Last Updated on Oct. 12, 2018, 12:18 p.m.


THE Malaysian palm oil industry is at a crossroads. In terms of production, it is already reaching its limits. Except for Sarawak, there is no more land left to expand cultivation.

Even in Sarawak where the opening up of new areas is facing constant criticisms from rainforest conservationists, expansion is difficult. Fortunately, the Sarawak government is not bowing to such pressure.

Elsewhere in the country, despite the fact that there is no more land for expansion, the crop is still blamed for deforestation. This is understandable because palm oil is an easier target than illegal logging. Targeting palm oil also creates stronger sympathy among donors. Throw in the orang utan, and the picture is perfect for raising funds.

I liked a recent article on palm oil written by a friend, Mahbob Abdullah.
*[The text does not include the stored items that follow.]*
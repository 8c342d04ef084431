use crate::db;
use crate::ipc::error::{err, ok};
use crate::ipc::helpers::{current_settings, model_client};
use crate::ipc::types::{AppState, Request};
use crate::store::{FallbackGradeStore, SqliteGradeStore};
use serde_json::json;
use std::path::PathBuf;
use tracing::info;

fn handle_health(state: &mut AppState, req: &Request) -> serde_json::Value {
    let settings = current_settings(state);
    ok(
        &req.id,
        json!({
            "version": env!("CARGO_PKG_VERSION"),
            "workspacePath": state.workspace.as_ref().map(|p| p.to_string_lossy().to_string()),
            "degraded": state.store.as_ref().map(|s| s.is_degraded()).unwrap_or(false),
            "model": settings.model,
            "modelKeyConfigured": model_client(&settings).has_api_key()
        }),
    )
}

fn handle_workspace_select(state: &mut AppState, req: &Request) -> serde_json::Value {
    let p = req
        .params
        .get("path")
        .and_then(|v| v.as_str())
        .map(PathBuf::from);
    let Some(path) = p else {
        return err(&req.id, "bad_params", "missing params.path", None);
    };

    let conn = match db::open_db(&path) {
        Ok(conn) => conn,
        Err(e) => return err(&req.id, "db_open_failed", format!("{e:?}"), None),
    };
    let store = match SqliteGradeStore::open(&path) {
        Ok(s) => s,
        Err(e) => return err(&req.id, "db_open_failed", e.to_string(), None),
    };

    // Reopening a workspace also clears any earlier in-memory degradation.
    state.workspace = Some(path.clone());
    state.db = Some(conn);
    state.store = Some(FallbackGradeStore::new(store));
    info!(workspace = %path.display(), "workspace selected");
    ok(&req.id, json!({ "workspacePath": path.to_string_lossy() }))
}

pub fn try_handle(state: &mut AppState, req: &Request) -> Option<serde_json::Value> {
    match req.method.as_str() {
        "health" => Some(handle_health(state, req)),
        "workspace.select" => Some(handle_workspace_select(state, req)),
        _ => None,
    }
}
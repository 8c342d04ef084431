use crate::model::StudentRecord;
use serde::{Deserialize, Serialize};

#[derive(Debug, Clone, Copy, PartialEq, Eq)]
pub enum FilterOutcome {
    Ok,
    /// The link names a batch that is no longer loaded (the instructor uploaded
    /// a newer one). Distinct from "student not found".
    BatchInvalid,
}

/// How names are compared during lookup.
#[derive(Debug, Clone, Copy, PartialEq, Eq, Default, Serialize, Deserialize)]
#[serde(rename_all = "camelCase")]
pub enum NameMatchRule {
    /// Trim and lower-case only. `"luis perez"` does not find `"Luis Pérez"`.
    #[default]
    Exact,
    /// Additionally folds Spanish/Latin diacritics to their base letter, in
    /// both precomposed and decomposed (base letter plus combining mark) form.
    FoldAccents,
}

impl NameMatchRule {
    pub fn as_str(self) -> &'static str {
        match self {
            NameMatchRule::Exact => "exact",
            NameMatchRule::FoldAccents => "foldAccents",
        }
    }

    pub fn parse(s: &str) -> Option<Self> {
        match s.trim().to_ascii_lowercase().as_str() {
            "exact" => Some(Self::Exact),
            "foldaccents" | "fold_accents" => Some(Self::FoldAccents),
            _ => None,
        }
    }
}

/// Restricts lookup candidates to one batch. Without a batch id every record
/// is searchable (demo mode).
pub fn filter_for_lookup<'a>(
    records: &'a [StudentRecord],
    batch_id: Option<&str>,
) -> (Vec<&'a StudentRecord>, FilterOutcome) {
    let Some(batch_id) = batch_id else {
        return (records.iter().collect(), FilterOutcome::Ok);
    };
    let candidates: Vec<&StudentRecord> = records
        .iter()
        .filter(|r| r.batch_id.as_deref() == Some(batch_id))
        .collect();
    if candidates.is_empty() && !records.is_empty() {
        return (candidates, FilterOutcome::BatchInvalid);
    }
    (candidates, FilterOutcome::Ok)
}

pub fn normalize_name(s: &str, rule: NameMatchRule) -> String {
    let lowered = s.trim().to_lowercase();
    match rule {
        NameMatchRule::Exact => lowered,
        NameMatchRule::FoldAccents => lowered
            .chars()
            .filter(|c| !is_combining_mark(*c))
            .map(fold_char)
            .collect(),
    }
}

/// Combining Diacritical Marks block (U+0300..=U+036F).
fn is_combining_mark(c: char) -> bool {
    ('\u{0300}'..='\u{036f}').contains(&c)
}

fn fold_char(c: char) -> char {
    match c {
        'á' | 'à' | 'ä' | 'â' | 'ã' | 'å' => 'a',
        'é' | 'è' | 'ë' | 'ê' => 'e',
        'í' | 'ì' | 'ï' | 'î' => 'i',
        'ó' | 'ò' | 'ö' | 'ô' | 'õ' => 'o',
        'ú' | 'ù' | 'ü' | 'û' => 'u',
        'ñ' => 'n',
        'ç' => 'c',
        'ý' | 'ÿ' => 'y',
        other => other,
    }
}

/// First candidate, in store order, whose normalized name equals or contains
/// the normalized query. Duplicate names are not disambiguated.
pub fn find_by_name<'a>(
    candidates: &[&'a StudentRecord],
    query: &str,
    rule: NameMatchRule,
) -> Option<&'a StudentRecord> {
    let needle = normalize_name(query, rule);
    if needle.is_empty() {
        return None;
    }
    candidates.iter().copied().find(|r| {
        let name = normalize_name(&r.name, rule);
        name == needle || name.contains(&needle)
    })
}
use crate::batch;
use crate::error::GradeSyncError;
use crate::extract::ImageUpload;
use crate::ipc::error::{err, fail, ok};
use crate::ipc::helpers::{current_settings, extractor_for, optional_str, store_mut};
use crate::ipc::types::{AppState, Request};
use crate::link;
use crate::report::BatchStats;
use crate::store::GradeStore;
use base64::Engine;
use serde_json::json;
use tracing::{info, warn};

fn read_image(req: &Request) -> Result<Vec<u8>, serde_json::Value> {
    if let Some(path) = optional_str(req, "imagePath") {
        return std::fs::read(&path).map_err(|e| {
            err(
                &req.id,
                "bad_params",
                format!("cannot read imagePath: {e}"),
                Some(json!({ "imagePath": path })),
            )
        });
    }
    let Some(encoded) = optional_str(req, "imageBase64") else {
        return Err(err(
            &req.id,
            "bad_params",
            "missing imagePath or imageBase64",
            None,
        ));
    };
    // Accept data URLs as produced by a browser file reader.
    let payload = match encoded.split_once(";base64,") {
        Some((_, rest)) => rest,
        None => encoded.as_str(),
    };
    base64::engine::general_purpose::STANDARD
        .decode(payload.trim())
        .map_err(|e| err(&req.id, "bad_params", format!("imageBase64: {e}"), None))
}

fn handle_batch_upload(state: &mut AppState, req: &Request) -> serde_json::Value {
    let bytes = match read_image(req) {
        Ok(b) => b,
        Err(e) => return e,
    };
    let settings = current_settings(state);
    let extractor = extractor_for(&settings);
    let store = match store_mut(state, req) {
        Ok(s) => s,
        Err(e) => return e,
    };

    let digest = batch::image_digest(&bytes);
    let image = ImageUpload::new(bytes);
    info!(mime = image.mime, bytes = image.bytes.len(), sha256 = %digest, "grade sheet received");
    let uploaded = match batch::upload(store, extractor.as_ref(), &image) {
        Ok(b) => b,
        Err(e) => {
            let e = GradeSyncError::from(e);
            warn!(error = %e, "upload rejected; previous batch stays active");
            return fail(&req.id, &e);
        }
    };

    ok(
        &req.id,
        json!({
            "batchId": uploaded.batch_id,
            "studentCount": uploaded.records.len(),
            "shareLink": link::share_link(&settings.public_base_url, &uploaded.batch_id),
            "sourceSha256": digest,
            "students": uploaded.records,
            "degraded": store.is_degraded()
        }),
    )
}

fn handle_batch_current(state: &mut AppState, req: &Request) -> serde_json::Value {
    let settings = current_settings(state);
    let store = match store_mut(state, req) {
        Ok(s) => s,
        Err(e) => return e,
    };
    let records = match store.load_all() {
        Ok(r) => r,
        Err(e) => return fail(&req.id, &GradeSyncError::from(e)),
    };
    let batch_id = records.first().and_then(|r| r.batch_id.clone());
    let share_link = batch_id
        .as_deref()
        .map(|id| link::share_link(&settings.public_base_url, id));
    ok(
        &req.id,
        json!({
            "batchId": batch_id,
            "shareLink": share_link,
            "stats": BatchStats::from_records(&records),
            "students": records,
            "degraded": store.is_degraded()
        }),
    )
}

fn handle_batch_clear(state: &mut AppState, req: &Request) -> serde_json::Value {
    let store = match store_mut(state, req) {
        Ok(s) => s,
        Err(e) => return e,
    };
    if let Err(e) = store.clear() {
        return fail(&req.id, &GradeSyncError::from(e));
    }
    info!("grade batch cleared");
    ok(&req.id, json!({ "ok": true }))
}

pub fn try_handle(state: &mut AppState, req: &Request) -> Option<serde_json::Value> {
    match req.method.as_str() {
        "batch.upload" => Some(handle_batch_upload(state, req)),
        "batch.current" => Some(handle_batch_current(state, req)),
        "batch.clear" => Some(handle_batch_clear(state, req)),
        _ => None,
    }
}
A man with many years of plantation experience, he described with interesting clarity the confusion created by the recent announcement to curb further expansion of palm oil cultivation.
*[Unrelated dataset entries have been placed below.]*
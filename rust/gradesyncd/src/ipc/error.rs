use crate::error::GradeSyncError;
use serde_json::json;

pub fn ok(id: &str, result: serde_json::Value) -> serde_json::Value {
    json!({
        "id": id,
        "ok": true,
        "result": result
    })
}

pub fn err(
    id: &str,
    code: &str,
    message: impl Into<String>,
    details: Option<serde_json::Value>,
) -> serde_json::Value {
    let mut error = json!({
        "code": code,
        "message": message.into(),
    });
    if let Some(d) = details {
        error["details"] = d;
    }
    json!({
        "id": id,
        "ok": false,
        "error": error,
    })
}

pub fn fail(id: &str, e: &GradeSyncError) -> serde_json::Value {
    let details = match e {
        GradeSyncError::NotFound(student_id) => Some(json!({ "studentId": student_id })),
        _ => None,
    };
    err(id, e.code(), e.to_string(), details)
}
On many occasions in the past, we used to travel together on palm oil missions. I have always admired the way he handled tricky questions about palm oil at the many seminars held in the importing countries.

Yes, the practice of ridiculing palm oil is not new. Everywhere we went, many were not familiar with palm oil, an oil which many have come to accept as one which has disrupted the global edible oils market. Most of the other oils have been rattled by the appearance of palm oil mainly because of its competitive nature – extremely high yielding and very versatile in applications.

In the earlier days, the first line of attack was on its nutrition; it was claimed to be bad for health and so on. But once the science proved otherwise, there was a visible retreat in the health attack.

The biggest turn of events was when findings on the dangers of trans fats became facts in the US market. All of a sudden, the US import of palm oil jumped. This was mainly to replace the massive consumption of hydrogenated soya fats in their margarines and shortenings.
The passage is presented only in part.